→ **TASK PROMPT**:
Repeat the whole listing, keeping every word and every line intact.

→ **EXTRACTED RECORDS**:
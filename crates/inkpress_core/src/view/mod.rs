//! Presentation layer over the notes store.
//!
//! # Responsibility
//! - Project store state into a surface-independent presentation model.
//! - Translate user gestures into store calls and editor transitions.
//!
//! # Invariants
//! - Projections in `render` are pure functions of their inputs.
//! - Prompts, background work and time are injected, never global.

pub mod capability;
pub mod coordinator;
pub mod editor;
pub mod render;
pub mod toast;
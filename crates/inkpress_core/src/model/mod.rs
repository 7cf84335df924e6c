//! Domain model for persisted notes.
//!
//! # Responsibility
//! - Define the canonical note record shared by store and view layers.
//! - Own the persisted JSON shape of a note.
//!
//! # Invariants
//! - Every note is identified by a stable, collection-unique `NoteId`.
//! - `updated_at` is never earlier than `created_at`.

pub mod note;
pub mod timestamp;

→ **WRITTEN RESPONSE**:
filename crates/inkpress_core/src/view/mod.rs
//! Presentation layer over the notes store.
//!
//! # Responsibility
//! - Project store state into a surface-independent presentation model.
//! - Translate user gestures into store calls and editor transitions.
//!
//! # Invariants
//! - Projections in `render` are pure functions of their inputs.
//! - Prompts, background work and time are injected, never global.

pub mod capability;
pub mod coordinator;
pub mod editor;
pub mod render;
pub mod toast;
filename crates/inkpress_core/src/model/mod.rs
repository 7cf84335df924e6c
//! Domain model for persisted notes.
//!
//! # Responsibility
//! - Define the canonical note record shared by store and view layers.
//! - Own the persisted JSON shape of a note.
//!
//! # Invariants
//! - Every note is identified by a stable, collection-unique `NoteId`.
//! - `updated_at` is never earlier than `created_at`.

pub mod note;
pub mod timestamp;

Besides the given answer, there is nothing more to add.